At the back of a leather-bound volume on the bottom shelf of many albums, she found three pictures of Tom with Leigh.
In one, they sat together on a boat, heads inclined toward each other, hers so very blonde, his darker, his thick eyebrows furrowed, worried looking. Leigh looked up at him, and although the picture was black and white, her gray eyes appeared translucent. They sat in the stern of a speedboat, a white trail behind them, globules of water decorating both their faces. Tom gazed back at her, lovestruck. She appeared happy, without connection.
In another, they smiled into the camera, Tom, several inches taller than Leigh, standing against a desert backdrop of treeless, cracked ground. He had looped an arm over her shoulder. They looked relaxed, like two people who belonged together.
In the third and last picture, Tom was peripheral, not part of the framed group. He sat on a bench in the background, watching Leigh whoop it up at an evening party, champagne glass in one hand, a plate of hors d’oeuvres in the other. Behind her, an orange desert sky blazed. Tom, lurking in shadows, appeared to glower.
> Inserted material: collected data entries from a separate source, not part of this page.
// dryrun/core/vm/src/lib.rs

// Reference interpreter, genesis and wallet for the sandbox
pub mod engine;
pub mod error;
pub mod gas;
pub mod genesis;
mod interop;
mod natives;
pub mod wallet;

pub use engine::ReferenceEngine;
pub use error::VmError;
pub use genesis::{build_genesis, GenesisConfig};
pub use wallet::KeyWallet;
Leigh glowed like the moon, handsome young men hovering nearby.
Kat pulled out the photos and pushed them into her pocket. She shut the album.
“Find anything?” Ray called from outside.
“Nothing.”
“I have something.” He held his hands cupped as he showed her some broken nutshells.
“These haven’t been around long. I found them strewn all around under the back balcony where the blue jays hang.”
“Peanuts. She likes peanuts.”
“She sat out there eating peanuts.”
Neither of them said the obvious: maybe whoever had hurt her had sat out there, watching the jays.
“Put ’em in another bag, and we’ll bring them, too,” Kat advised. “For DNA testing.”
“You’ve made up your mind she’s dead,” Ray said. “Haven’t you?”
Kat held up her hands.
“I want to spend a few more hours in the area before we go back,” Ray said. “Please. I can’t go back quite yet. It’s too awful. That shirt. I need some kind of hope.”